Dive Brief:
- Card issuer American Express expects to be subject to heightened bank requirements this year, as the company’s recent growth moves it closer to facing more federal regulation, based on assets, the company said in a Friday filing.
- The category Amex anticipates entering is for firms with more than $250 billion, but less than $700 billion in total consolidated assets, calculated based on a four-quarter trailing average, according to the New York-based company’s most recent annual filing with the Securities and Exchange Commission. Amex had $261 billion in consolidated assets for the quarter ended Dec. 31, up from $251 billion for the prior quarter.
- Such firms are “subject to heightened capital, liquidity and prudential requirements, single-counterparty credit limits and additional stress tests,” the filing said.
Dive Insight:
Amex is subject to federal bank regulators’ rules that adjust the application of enhanced prudential standards to bank holding companies and depository institutions that have $100 billion or more in consolidated assets, the company noted in its annual filing.

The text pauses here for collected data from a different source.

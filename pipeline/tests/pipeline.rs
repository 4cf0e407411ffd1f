// SPDX-License-Identifier: Apache-2.0
// Copyright Open Network Fabric Authors

use eventdev::info::{DevCapabilities, DevInfo};
use eventdev::lcore::LCoreSet;
use eventdev::service::ServiceCores;
use eventdev::sw::{SwEventDev, default_info};
use eventdev::{DevState, EventDevice, SchedType};
use pipeline::sample::{FlowTable, FlowTracker, Forwarder, Packet, RecordingTx, SyntheticRx};
use pipeline::{
    ConfigError, HandlerFactory, LifecycleError, Pipeline, PipelineError, PipelineOpts,
    PipelineOptsBuilder, Stats, Step, Topology,
};
use std::sync::Arc;
use std::sync::atomic::{AtomicBool, Ordering};
use std::time::Duration;
use tracing_test::traced_test;

const NB_PKTS: u64 = 500;

fn opts(sources: u16, workers: &str, services: &str) -> PipelineOptsBuilder {
    let services = if services.is_empty() {
        LCoreSet::default()
    } else {
        services.parse::<LCoreSet>().unwrap()
    };
    let mut b = PipelineOpts::builder();
    b.nb_sources(sources)
        .worker_lcores(workers.parse::<LCoreSet>().unwrap())
        .service_lcores(services)
        .nb_flows(256)
        .nb_pkts(NB_PKTS)
        .enq_retries(10);
    b
}

fn forwarder() -> HandlerFactory<Packet> {
    Arc::new(|_| Box::new(Forwarder))
}

fn pipeline(
    opts: PipelineOpts,
    info: DevInfo,
    tx: &RecordingTx,
) -> Pipeline<SwEventDev<Packet>, Packet> {
    let rx = SyntheticRx::new(opts.nb_pkts);
    let cores = ServiceCores::new(opts.service_lcores.clone());
    Pipeline::new(
        SwEventDev::with_info(info),
        opts,
        Arc::new(tx.clone()),
        Box::new(rx),
        cores,
    )
}

fn run(
    opts: PipelineOpts,
    info: DevInfo,
    tx: &RecordingTx,
    factory: &HandlerFactory<Packet>,
) -> Result<Stats, LifecycleError> {
    let mut p = pipeline(opts, info, tx);
    let stop = AtomicBool::new(false);
    let stats = p.run(factory, &stop)?;
    p.destroy()?;
    Ok(stats)
}

fn assert_complete(stats: &Stats, expected: u64) {
    assert_eq!(stats.undrained, 0);
    assert_eq!(stats.drops(), 0);
    assert_eq!(stats.transmitted(), expected);
    assert_eq!(stats.device.new_events, expected);
    assert_eq!(stats.device.dropped, 0);
}

#[test]
#[traced_test]
fn workers_transmit_when_the_path_is_mt_safe() {
    let tx = RecordingTx::new(true);
    let opts = opts(2, "1-2", "3")
        .stages(vec![
            SchedType::Atomic,
            SchedType::Ordered,
            SchedType::Parallel,
        ])
        .build()
        .unwrap();
    let stats = run(opts, default_info(), &tx, &forwarder()).unwrap();
    assert_complete(&stats, 2 * NB_PKTS);
    assert!(stats.tx_service.is_none());
    assert_eq!(tx.sent(), 2 * NB_PKTS);
    assert!(tx.callers().iter().all(|name| name.starts_with("lcore-")));
    assert_eq!(stats.workers.len(), 2);
}

#[test]
#[traced_test]
fn unsafe_transmit_path_has_a_single_caller() {
    let tx = RecordingTx::new(false);
    let opts = opts(2, "1-2", "3")
        .stages(vec![SchedType::Atomic, SchedType::Atomic])
        .build()
        .unwrap();
    let stats = run(opts, default_info(), &tx, &forwarder()).unwrap();
    assert_complete(&stats, 2 * NB_PKTS);
    let callers = tx.callers();
    assert_eq!(callers.len(), 1, "transmit called from {callers:?}");
    assert_eq!(callers.first().map(String::as_str), Some("service-3"));
    assert_eq!(tx.concurrent_calls(), 0);
    let service = stats.tx_service.unwrap();
    assert_eq!(service.transmitted, 2 * NB_PKTS);
    assert!(stats.workers.iter().all(|w| w.transmitted == 0));
}

#[test]
fn mt_unsafe_option_forces_the_transmit_service() {
    let tx = RecordingTx::new(true);
    let opts = opts(1, "1-3", "4").mt_unsafe(true).build().unwrap();
    let stats = run(opts, default_info(), &tx, &forwarder()).unwrap();
    assert_complete(&stats, NB_PKTS);
    assert_eq!(tx.callers().len(), 1);
    assert_eq!(tx.lcores().len(), 1);
}

#[test]
fn atomic_flows_never_processed_concurrently() {
    let tx = RecordingTx::new(true);
    let table = FlowTable::new();
    let factory: HandlerFactory<Packet> = {
        let table = table.clone();
        Arc::new(move |worker| Box::new(FlowTracker::new(worker, table.clone())))
    };
    let opts = opts(2, "1-4", "5")
        .stages(vec![SchedType::Atomic; 3])
        .build()
        .unwrap();
    let stats = run(opts, default_info(), &tx, &factory).unwrap();
    assert_complete(&stats, 2 * NB_PKTS);
    assert_eq!(table.checked(), 3 * 2 * NB_PKTS);
    assert_eq!(table.violations(), 0);
}

#[test]
fn queue_per_stage_topology() {
    let tx = RecordingTx::new(false);
    let mut info = default_info();
    info.capabilities = DevCapabilities::BURST_MODE;
    let opts = opts(2, "1-2", "3-4")
        .topology(Topology::QueuePerStage)
        .stages(vec![
            SchedType::Atomic,
            SchedType::Parallel,
            SchedType::Ordered,
        ])
        .build()
        .unwrap();
    let stats = run(opts, info, &tx, &forwarder()).unwrap();
    assert_complete(&stats, 2 * NB_PKTS);
    assert_eq!(stats.device.forwarded, 2 * NB_PKTS * 3);
}

#[test]
fn single_event_workers() {
    let tx = RecordingTx::new(true);
    let opts = opts(1, "1-2", "3")
        .burst(false)
        .worker_dequeue_depth(4)
        .build()
        .unwrap();
    let stats = run(opts, default_info(), &tx, &forwarder()).unwrap();
    assert_complete(&stats, NB_PKTS);
}

#[test]
fn distributed_device_needs_no_service_core() {
    let tx = RecordingTx::new(true);
    let mut info = default_info();
    info.capabilities |= DevCapabilities::DISTRIBUTED_SCHED;
    let opts = opts(2, "1-2", "").build().unwrap();
    let stats = run(opts, info, &tx, &forwarder()).unwrap();
    assert_complete(&stats, 2 * NB_PKTS);
}

#[test]
#[traced_test]
fn drain_terminates_after_stop() {
    let tx = RecordingTx::new(false);
    let opts = opts(2, "1-2", "3")
        .nb_pkts(0)
        .stages(vec![SchedType::Ordered, SchedType::Atomic])
        .build()
        .unwrap();
    let mut p = pipeline(opts, default_info(), &tx);
    let stop = Arc::new(AtomicBool::new(false));
    let raise = {
        let stop = stop.clone();
        std::thread::spawn(move || {
            std::thread::sleep(Duration::from_millis(200));
            stop.store(true, Ordering::Relaxed);
        })
    };
    let stats = p.run(&forwarder(), &stop).unwrap();
    raise.join().unwrap();
    assert_eq!(stats.undrained, 0);
    assert_eq!(p.device().inflight(), 0);
    assert!(stats.device.new_events > 0);
    assert_eq!(stats.device.new_events, stats.transmitted() + stats.drops());
    assert_eq!(p.device().state(), DevState::Stopped);
    p.destroy().unwrap();
}

#[test]
fn capability_failure_leaves_device_untouched() {
    let tx = RecordingTx::new(false);
    let mut info = default_info();
    info.max_event_queues = 2;
    let opts = opts(2, "1-2", "3").build().unwrap();
    let mut p = pipeline(opts, info, &tx);
    let err = p.run(&forwarder(), &AtomicBool::new(false)).unwrap_err();
    assert_eq!(err.step, Step::CapabilityCheck);
    assert!(matches!(
        err.error,
        PipelineError::Config(ConfigError::TooManyQueues {
            requested: 3,
            available: 2
        })
    ));
    assert_eq!(p.device().state(), DevState::Unconfigured);
}

#[test]
fn flows_beyond_device_events_rejected_before_configure() {
    let mut info = default_info();
    info.max_num_events = 512;
    let opts = opts(1, "1-2", "3").nb_flows(1000).build().unwrap();
    let mut p = pipeline(opts, info, &RecordingTx::new(true));
    let err = p.run(&forwarder(), &AtomicBool::new(false)).unwrap_err();
    assert_eq!(err.step, Step::CapabilityCheck);
    assert_eq!(
        err.to_string(),
        "capability_check failed: queue 0: 1000 order sequences requested, device supports 512 events"
    );
    assert_eq!(p.device().state(), DevState::Unconfigured);
}

#[test]
fn missing_service_core_fails_configure() {
    let opts = opts(1, "1", "").build().unwrap();
    let tx = RecordingTx::new(true);
    let err = run(opts.clone(), default_info(), &tx, &forwarder())
        .unwrap_err();
    assert_eq!(err.step, Step::Configure);
    assert!(matches!(
        err.error,
        PipelineError::NoServiceCore("event scheduler")
    ));

    let tx = RecordingTx::new(false);
    let err = run(opts, default_info(), &tx, &forwarder()).unwrap_err();
    assert!(matches!(
        err.error,
        PipelineError::NoServiceCore("transmit service")
    ));
}
// SPDX-License-Identifier: Apache-2.0
// Copyright Open Network Fabric Authors

//! Device capability probe.

use core::fmt::Display;

bitflags::bitflags! {
    /// Optional features an event device may support.
    #[derive(Debug, Copy, Clone, PartialEq, Eq, Hash)]
    pub struct DevCapabilities: u32 {
        /// Scheduling happens as part of every port dequeue; no scheduling service is needed.
        const DISTRIBUTED_SCHED = 1 << 0;
        /// A single queue can carry atomic, ordered and parallel events at the same time.
        const QUEUE_ALL_TYPES = 1 << 1;
        /// Ports can dequeue and enqueue more than one event per call.
        const BURST_MODE = 1 << 2;
    }
}

/// Limits and capabilities reported by an event device.
#[derive(Debug, Clone, PartialEq, Eq)]
pub struct DevInfo {
    pub driver_name: &'static str,
    pub max_event_queues: u8,
    pub max_event_ports: u8,
    /// Maximum number of events in flight in the device at any time.
    pub max_num_events: u32,
    pub max_event_port_dequeue_depth: u16,
    pub max_event_port_enqueue_depth: u16,
    /// Maximum number of flow contexts per atomic queue.
    pub max_event_queue_flows: u32,
    pub capabilities: DevCapabilities,
}

impl DevInfo {
    #[must_use]
    pub fn has_distributed_sched(&self) -> bool {
        self.capabilities.contains(DevCapabilities::DISTRIBUTED_SCHED)
    }

    #[must_use]
    pub fn has_all_types_queues(&self) -> bool {
        self.capabilities.contains(DevCapabilities::QUEUE_ALL_TYPES)
    }

    #[must_use]
    pub fn has_burst_mode(&self) -> bool {
        self.capabilities.contains(DevCapabilities::BURST_MODE)
    }
}

impl Display for DevInfo {
    fn fmt(&self, f: &mut core::fmt::Formatter<'_>) -> core::fmt::Result {
        writeln!(f, "event device '{}'", self.driver_name)?;
        writeln!(f, "  max queues        : {}", self.max_event_queues)?;
        writeln!(f, "  max ports         : {}", self.max_event_ports)?;
        writeln!(f, "  max events        : {}", self.max_num_events)?;
        writeln!(f, "  max dequeue depth : {}", self.max_event_port_dequeue_depth)?;
        writeln!(f, "  max enqueue depth : {}", self.max_event_port_enqueue_depth)?;
        writeln!(f, "  max queue flows   : {}", self.max_event_queue_flows)?;
        write!(f, "  capabilities      : {:?}", self.capabilities)
    }
}
// SPDX-License-Identifier: Apache-2.0
// Copyright Open Network Fabric Authors

//! Device, queue and port configuration.

use crate::dev::DevError;
use crate::event::SchedType;
use crate::info::DevInfo;

/// Device wide configuration applied by [`crate::EventDevice::configure`].
#[derive(Debug, Clone, PartialEq, Eq)]
pub struct DevConfig {
    pub nb_event_queues: u8,
    pub nb_event_ports: u8,
    /// Upper bound of events in flight in the device.
    pub nb_events_limit: u32,
    /// Flow contexts per atomic queue.
    pub nb_event_queue_flows: u32,
    pub nb_event_port_dequeue_depth: u16,
    pub nb_event_port_enqueue_depth: u16,
}

impl DevConfig {
    /// Check the configuration against the limits of a device.
    pub fn validate(&self, info: &DevInfo) -> Result<(), DevError> {
        fn check(what: &'static str, requested: u32, max: u32) -> Result<(), DevError> {
            if requested == 0 {
                return Err(DevError::Zero(what));
            }
            if requested > max {
                return Err(DevError::ExceedsLimit {
                    what,
                    requested,
                    max,
                });
            }
            Ok(())
        }
        check(
            "event queues",
            u32::from(self.nb_event_queues),
            u32::from(info.max_event_queues),
        )?;
        check(
            "event ports",
            u32::from(self.nb_event_ports),
            u32::from(info.max_event_ports),
        )?;
        check("events limit", self.nb_events_limit, info.max_num_events)?;
        check(
            "queue flows",
            self.nb_event_queue_flows,
            info.max_event_queue_flows,
        )?;
        check(
            "port dequeue depth",
            u32::from(self.nb_event_port_dequeue_depth),
            u32::from(info.max_event_port_dequeue_depth),
        )?;
        check(
            "port enqueue depth",
            u32::from(self.nb_event_port_enqueue_depth),
            u32::from(info.max_event_port_enqueue_depth),
        )
    }
}

/// Scheduling discipline of an event queue.
#[derive(Debug, Copy, Clone, PartialEq, Eq, Hash, strum::Display)]
#[cfg_attr(feature = "serde", derive(serde::Serialize, serde::Deserialize))]
pub enum QueueKind {
    /// Carries atomic, ordered and parallel events, selected per event.
    #[strum(serialize = "ALL_TYPES")]
    AllTypes,
    #[strum(serialize = "ATOMIC")]
    Atomic,
    #[strum(serialize = "ORDERED")]
    Ordered,
    #[strum(serialize = "PARALLEL")]
    Parallel,
    /// Exactly one port is linked; used to hand work to a dedicated task.
    #[strum(serialize = "SINGLE_LINK")]
    SingleLink,
}

impl QueueKind {
    /// The scheduling type an event of type `requested` actually gets on this queue.
    #[must_use]
    pub fn effective(self, requested: SchedType) -> SchedType {
        match self {
            QueueKind::AllTypes | QueueKind::SingleLink => requested,
            QueueKind::Atomic => SchedType::Atomic,
            QueueKind::Ordered => SchedType::Ordered,
            QueueKind::Parallel => SchedType::Parallel,
        }
    }
}

impl From<SchedType> for QueueKind {
    fn from(value: SchedType) -> Self {
        match value {
            SchedType::Atomic => QueueKind::Atomic,
            SchedType::Ordered => QueueKind::Ordered,
            SchedType::Parallel => QueueKind::Parallel,
        }
    }
}

/// Queue priorities; lower values are served first.
pub mod priority {
    pub const HIGHEST: u8 = 0;
    pub const NORMAL: u8 = 128;
    pub const LOWEST: u8 = 255;
}

/// Configuration of a single event queue.
#[derive(Debug, Clone, PartialEq, Eq)]
pub struct QueueConf {
    pub kind: QueueKind,
    pub priority: u8,
    /// Number of flow contexts tracked for atomic events on this queue.
    pub nb_atomic_flows: u32,
    /// Number of ordered events which may be outstanding on this queue.
    pub nb_atomic_order_sequences: u32,
}

impl QueueConf {
    #[must_use]
    pub fn new(kind: QueueKind, nb_flows: u32) -> Self {
        Self {
            kind,
            priority: priority::NORMAL,
            nb_atomic_flows: nb_flows,
            nb_atomic_order_sequences: nb_flows,
        }
    }
}

/// Configuration of a single event port.
#[derive(Debug, Clone, PartialEq, Eq)]
pub struct PortConf {
    /// How many events the port can hold for batched processing.
    pub dequeue_depth: u16,
    /// Outstanding enqueue budget.
    pub enqueue_depth: u16,
    /// New events are refused once this many events are in flight in the device.
    pub new_event_threshold: u32,
}

#[cfg(test)]
mod test {
    use super::*;
    use crate::info::DevCapabilities;

    fn info() -> DevInfo {
        DevInfo {
            driver_name: "test",
            max_event_queues: 4,
            max_event_ports: 4,
            max_num_events: 1024,
            max_event_port_dequeue_depth: 32,
            max_event_port_enqueue_depth: 32,
            max_event_queue_flows: 256,
            capabilities: DevCapabilities::empty(),
        }
    }

    fn config() -> DevConfig {
        DevConfig {
            nb_event_queues: 2,
            nb_event_ports: 2,
            nb_events_limit: 1024,
            nb_event_queue_flows: 256,
            nb_event_port_dequeue_depth: 32,
            nb_event_port_enqueue_depth: 32,
        }
    }

    #[test]
    fn config_within_limits_is_valid() {
        assert!(config().validate(&info()).is_ok());
    }

    #[test]
    fn config_beyond_limits_names_resource() {
        let cfg = DevConfig {
            nb_event_queues: 5,
            ..config()
        };
        match cfg.validate(&info()) {
            Err(DevError::ExceedsLimit {
                what,
                requested,
                max,
            }) => {
                assert_eq!(what, "event queues");
                assert_eq!(requested, 5);
                assert_eq!(max, 4);
            }
            other => panic!("unexpected result {other:?}"),
        }
        let cfg = DevConfig {
            nb_event_ports: 0,
            ..config()
        };
        let err = cfg.validate(&info()).unwrap_err();
        assert!(matches!(err, DevError::Zero("event ports")));
        assert_eq!(err.to_string(), "event ports must not be zero");
    }

    #[test]
    fn queue_kind_forces_sched_type() {
        assert_eq!(
            QueueKind::AllTypes.effective(SchedType::Ordered),
            SchedType::Ordered
        );
        assert_eq!(
            QueueKind::Parallel.effective(SchedType::Atomic),
            SchedType::Parallel
        );
        assert_eq!(QueueKind::SingleLink.to_string(), "SINGLE_LINK");
    }
}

In its current categorization, category IV, Amex and its subsidiary, American Express National Bank, face the least stringent requirements, according to the filing. The company is required to participate in the Federal Reserve’s supervisory stress tests every other year, including this year. Stress tests are intended to assess whether a bank holding company has sufficient capital to absorb losses during an economic crisis.
If and when Amex becomes a category III bank, based on its assets, it would be subject to annual supervisory stress tests, and would also have to conduct company‐run stress tests every other year, known as Dodd‐Frank Act Stress Tests, Amex said in the filing.
The change would set Amex up to face more stringent requirements than it has in the past. In 2019, the Fed opted to allow banks with between $100 billion and $250 billion in assets to be subject to stress tests every other year, rather than annually.
Amex’s net income rose 11% for 2023, to $8.4 billion, according to its most recent quarterly earnings press release. The card issuer’s full-year 2023 revenue, less interest expense, increased 14%, to $60.5 billion.
Amex executives have said the company’s more affluent cardholders have continued spending amid economic uncertainty. The company has also been betting on demand for its premium, fee-based products, especially among millennial and Gen Z consumers.
In the filing, Amex also noted the possibility it could move into an even higher regulatory classification, category II, down the road.
If the company has $75 billion or more in cross-jurisdictional activity, for example, it could result in the company being “subject to more stringent capital, liquidity and prudential requirements,” the filing said. “Our cross-jurisdictional activity was $67 billion as of December 31, 2023, and the four-quarter trailing average was $60 billion.”
The card issuer employed about 74,600 people as of the end of last year, with about 26,000 based in the U.S. and about 48,600 outside the U.S., according to the filing. That headcount was about 3% lower than the 77,300 reported by Amex at the end of 2022.
Spokespeople for the company didn’t respond to requests for comment.